3. Visual perception

It is the ability to see, organize and interpret the environment. It gives us the ability to learn new information.

4. Auditory perception

It is the ability we have to perceive sounds.

5 Tactile perception

It is executed through touch receptors. It involves only the sense of touch to perceive stimuli.

6. taste perception

It is the sensation produced by the taste buds and throat when transmitting information about the chemical composition of a soluble stimulus.

7. Olfactory perception

This process begins in the nose with the stimulation of the olfactory sensory neurons and ends in the higher brain centers that make us aware of a smell.

8. Motion perception

It allows us to orient ourselves or perceive the movements of others. It allows us to balance and move effectively.

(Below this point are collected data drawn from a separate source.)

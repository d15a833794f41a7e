//! Per-condition onset extraction.

use tracing::{debug, warn};

use onsets_model::{
    ConditionRecord, DesignError, DesignTable, ExtractionOptions, NanPolicy, ParametricModulator,
    ShortConditionPolicy, Trial,
};

/// Extract one condition's record from a single run's trials.
///
/// Returns `None` when no trial of the condition has a non-null onset — the
/// condition is absent from this run and gets no slot unless an explicit
/// condition list makes it mandatory (see [`extract_run`]).
///
/// Durations come from the non-null duration cells; when every duration is
/// null a single zero is broadcast across all onsets. Each modulator column
/// with at least one non-null value *and* more than one distinct value
/// attaches a first-order modulator; a constant column conveys no contrast
/// and attaches nothing.
#[must_use]
pub fn condition_record(
    label: &str,
    trials: &[&Trial],
    modulators: &[String],
) -> Option<ConditionRecord> {
    let rows: Vec<&&Trial> = trials
        .iter()
        .filter(|trial| trial.condition == label)
        .collect();

    let onsets: Vec<f64> = rows.iter().filter_map(|trial| trial.onset).collect();
    if onsets.is_empty() {
        return None;
    }

    let durations: Vec<f64> = rows.iter().filter_map(|trial| trial.duration).collect();
    let durations = if durations.is_empty() {
        vec![0.0]
    } else {
        durations
    };

    let mut pmods = Vec::new();
    for (index, name) in modulators.iter().enumerate() {
        let param: Vec<f64> = rows
            .iter()
            .filter_map(|trial| trial.values.get(index).copied().flatten())
            .collect();
        if param.is_empty() {
            continue;
        }
        let varies = param
            .iter()
            .any(|value| value.to_bits() != param[0].to_bits());
        if !varies {
            debug!(condition = label, modulator = %name, "constant modulator column ignored");
            continue;
        }
        pmods.push(ParametricModulator {
            name: name.clone(),
            poly: 1,
            param,
        });
    }

    Some(ConditionRecord {
        name: label.to_string(),
        onsets,
        durations,
        pmods,
    })
}

/// Extract the surviving condition records for one run, applying the
/// short-condition and NaN policies.
pub fn extract_run(
    table: &DesignTable,
    run: u32,
    trials: &[&Trial],
    conditions: &[String],
    options: &ExtractionOptions,
) -> Result<Vec<ConditionRecord>, DesignError> {
    let mandatory = options.conditions_are_mandatory();
    let mut records = Vec::with_capacity(conditions.len());

    for label in conditions {
        match condition_record(label, trials, &table.modulators) {
            Some(record) => {
                if record.onsets.iter().sum::<f64>().is_nan() {
                    match options.nan {
                        NanPolicy::Raise => {
                            return Err(DesignError::nan_onsets(
                                label.clone(),
                                run,
                                table.provenance(run, label),
                            ));
                        }
                        NanPolicy::Ignore => {
                            warn!(condition = %label, run, "onsets contain NaN, keeping condition");
                        }
                    }
                }
                if record.has_length_mismatch() {
                    warn!(
                        condition = %label,
                        run,
                        onsets = record.onsets.len(),
                        durations = record.durations.len(),
                        "onset/duration length mismatch"
                    );
                }
                records.push(record);
            }
            None if mandatory => match options.short_condition {
                ShortConditionPolicy::Raise => {
                    return Err(DesignError::short_condition(
                        label.clone(),
                        run,
                        table.provenance(run, label),
                    ));
                }
                ShortConditionPolicy::Remove => {
                    warn!(condition = %label, run, "condition has no onsets, removing its slot");
                }
                ShortConditionPolicy::Ignore => {
                    warn!(condition = %label, run, "condition has no onsets, keeping empty slot");
                    records.push(ConditionRecord::empty(label.clone()));
                }
            },
            // Discovered conditions absent from this run are a structural
            // skip, never an error.
            None => debug!(condition = %label, run, "condition absent, no slot emitted"),
        }
    }

    Ok(records)
}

9. Extrasensory perception

It is one that occurs without depending on the sensory processes already known. This group includes the phenomena of telepathy or thought transference, clairvoyance, or supernormal knowledge.

10. Social perception

It is one that is related to what people think and give meaning to other people, such as impressions, conclusions and when we try to explain other people’s behavior. It is also known as social cognition or the study of “naïve psychology.”